Yelena Suponina, Pyotr Rozvalin and Yuri Shpakov
Yelena Suponina, Pyotr Rozvalin and Yuri Shpakov are respectively the foreign
editor, Paris correspondent and Berlin correspondent of Vremya Novostei.
Russia has a complex choice. The nebulous suggestion that Moscow will support
the German-French plan, if it is approved by the security council, no longer
holds good. The question of which draft will the security council vote for now
depends primarily on the specific position opted for by Russia. On one side are
France and Germany with whose anti-war opinion Russia can more easily identify.
On the other there is Britain and, most importantly, the US, the superpower with
which the Kremlin would very much like to be on good terms.
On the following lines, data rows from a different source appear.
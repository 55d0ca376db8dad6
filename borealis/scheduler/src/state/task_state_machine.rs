// Licensed to the Apache Software Foundation (ASF) under one
// or more contributor license agreements.  See the NOTICE file
// distributed with this work for additional information
// regarding copyright ownership.  The ASF licenses this file
// to you under the Apache License, Version 2.0 (the
// "License"); you may not use this file except in compliance
// with the License.  You may obtain a copy of the License at
//
//   http://www.apache.org/licenses/LICENSE-2.0
//
// Unless required by applicable law or agreed to in writing,
// software distributed under the License is distributed on an
// "AS IS" BASIS, WITHOUT WARRANTIES OR CONDITIONS OF ANY
// KIND, either express or implied.  See the License for the
// specific language governing permissions and limitations
// under the License.

//! The per-task state machine. `transition` is a pure function from
//! `(state, target, context)` to an outcome carrying the side-effect
//! commands; the task manager interprets those commands inside the enclosing
//! storage transaction.

use borealis_core::model::TaskState;

/// Side effects emitted by a state transition, applied by the interpreter in
/// the order given.
#[derive(Debug, Clone, Copy, PartialEq, Eq)]
pub enum WorkCommand {
    /// Persist the new status and append an audit event.
    UpdateState,
    /// Instruct the agent to terminate the remote process.
    Kill,
    /// Synthesize a replacement task with a fresh task id.
    Reschedule,
    /// Bump the task's failure count.
    IncrementFailures,
    /// Remove the task record entirely.
    Delete,
}

/// The per-task facts a transition decision depends on.
#[derive(Debug, Clone, Copy)]
pub struct TransitionContext {
    pub is_service: bool,
    pub failure_count: i32,
    /// -1 means unlimited.
    pub max_task_failures: i32,
}

impl TransitionContext {
    fn reschedule_on_failure(&self) -> bool {
        self.max_task_failures == -1
            || self.failure_count < self.max_task_failures - 1
    }
}

#[derive(Debug, Clone, PartialEq, Eq)]
pub enum TransitionOutcome {
    /// Status unchanged, silently dropped.
    Noop,
    /// Not an edge of the transition table. Counted, never an error. A
    /// terminal task re-acknowledged by an agent still carries a Kill for
    /// the zombie process.
    Illegal { commands: Vec<WorkCommand> },
    /// A legal transition. `target` may differ from the requested state
    /// (a STARTING/RUNNING task that stops reporting becomes LOST).
    Progress {
        target: TaskState,
        commands: Vec<WorkCommand>,
    },
}

/// Whether `from -> to` is an edge of the transition table.
pub fn is_legal(from: TaskState, to: TaskState) -> bool {
    use TaskState::*;
    match from {
        Init => matches!(to, Pending | Throttled | Unknown),
        Pending => matches!(to, Assigned | Killing),
        Throttled => matches!(to, Pending | Killing),
        Assigned => matches!(
            to,
            Starting
                | Running
                | Finished
                | Failed
                | Restarting
                | Killed
                | Killing
                | Lost
                | Preempting
        ),
        Starting => matches!(
            to,
            Running | Finished | Failed | Restarting | Killing | Killed | Lost | Preempting
        ),
        Running => matches!(
            to,
            Finished | Restarting | Failed | Killing | Killed | Lost | Preempting
        ),
        Preempting | Restarting => {
            matches!(to, Finished | Failed | Killing | Killed | Lost)
        }
        Killing => matches!(to, Finished | Failed | Killed | Lost | Unknown),
        Finished | Failed | Killed | Lost => matches!(to, Unknown),
        Unknown => false,
    }
}

/// Compute the outcome of driving a task at `from` toward `to`.
pub fn transition(
    from: TaskState,
    to: TaskState,
    ctx: TransitionContext,
) -> TransitionOutcome {
    use TaskState::*;

    if from == to {
        return TransitionOutcome::Noop;
    }

    // The agent stopped reporting a task it had acknowledged.
    let to = if matches!(from, Starting | Running) && to == Unknown {
        Lost
    } else {
        to
    };

    if !is_legal(from, to) {
        let commands = if from.is_terminal() && matches!(to, Assigned | Starting | Running)
        {
            vec![WorkCommand::Kill]
        } else {
            vec![]
        };
        return TransitionOutcome::Illegal { commands };
    }

    let mut commands = vec![];

    // Kill the remote process when leaving it behind.
    let kills = match to {
        Killing => matches!(from, Assigned | Starting | Running),
        Restarting | Preempting => true,
        Lost => matches!(from, Preempting | Restarting),
        _ => false,
    };
    if kills {
        commands.push(WorkCommand::Kill);
    }

    if to == Failed {
        commands.push(WorkCommand::IncrementFailures);
    }

    let deletes = match (from, to) {
        // No agent has ever been involved; drop the record instead of
        // updating it.
        (Pending | Throttled, Killing) => true,
        // Remote removal observed, or the machine never produced a record
        // an agent acknowledged.
        (_, Unknown) => true,
        _ => false,
    };
    if deletes {
        commands.push(WorkCommand::Delete);
    } else if to != Unknown {
        commands.push(WorkCommand::UpdateState);
    }

    let reschedules = match to {
        Finished => ctx.is_service,
        Failed => ctx.is_service || ctx.reschedule_on_failure(),
        Killed | Lost => matches!(
            from,
            Assigned | Starting | Running | Preempting | Restarting
        ),
        _ => false,
    };
    if reschedules {
        commands.push(WorkCommand::Reschedule);
    }

    TransitionOutcome::Progress {
        target: to,
        commands,
    }
}

/// One live task's machine. Constructible at any initial state so machines
/// can be rebuilt from the recovered log.
#[derive(Debug, Clone)]
pub struct TaskStateMachine {
    task_id: String,
    state: TaskState,
}

impl TaskStateMachine {
    pub fn new(task_id: impl Into<String>, initial_state: TaskState) -> Self {
        Self {
            task_id: task_id.into(),
            state: initial_state,
        }
    }

    pub fn task_id(&self) -> &str {
        &self.task_id
    }

    pub fn state(&self) -> TaskState {
        self.state
    }

    /// Attempt to advance toward `to`, updating the held state on progress.
    pub fn step(&mut self, to: TaskState, ctx: TransitionContext) -> TransitionOutcome {
        let outcome = transition(self.state, to, ctx);
        if let TransitionOutcome::Progress { target, .. } = &outcome {
            self.state = *target;
        }
        outcome
    }
}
The French considered the publication of a joint project with the Germans to
be premature. The Elysee Palace wanted first to hammer out the details of old
Europe's new initiative with Russia. And the visit of President Vladimir Putin,
first to Berlin on Sunday and Paris on Monday, proved to be very timely. In an
interview on French TV, Putin made a sharp, but simultaneously vague, statement
supporting everyone at once.
"The United Nations charter has nothing that would allow the UN security
council to take decisions on changing the political regime in this or that
country, whether or not we like that regime," the president said. At the
same time, "Russia shares the position of our American partners which is
that we must do everything to ensure full Iraqi cooperation with UN inspectors.
The difference of approach lies in this: we believe the problem can and must be
solved by peaceful political and diplomatic means."
While the Americans are mocking "old Europe" (the implication being
that it is decrepit), Paris and Berlin speak squeamishly about the concepts of a
"new world" and "new Europe". The French automatically think
of the Americans as the new rich, "the new Yankees" and they obviously
see the newly minted eastern European allies as devious servants anxious for a
handout.
The French position is unchanged: the present world cannot be a unipolar
world and the destinies of the planet should not be decided only in the White
House and the Pentagon. "Being allies implies dialogue with partners and
respect for them," the French defence minister, Michele Alliot-Marie, told
a press conference in Munich. "It is not enough to simply say: my plans are
the best and everybody who disagrees with me should step aside."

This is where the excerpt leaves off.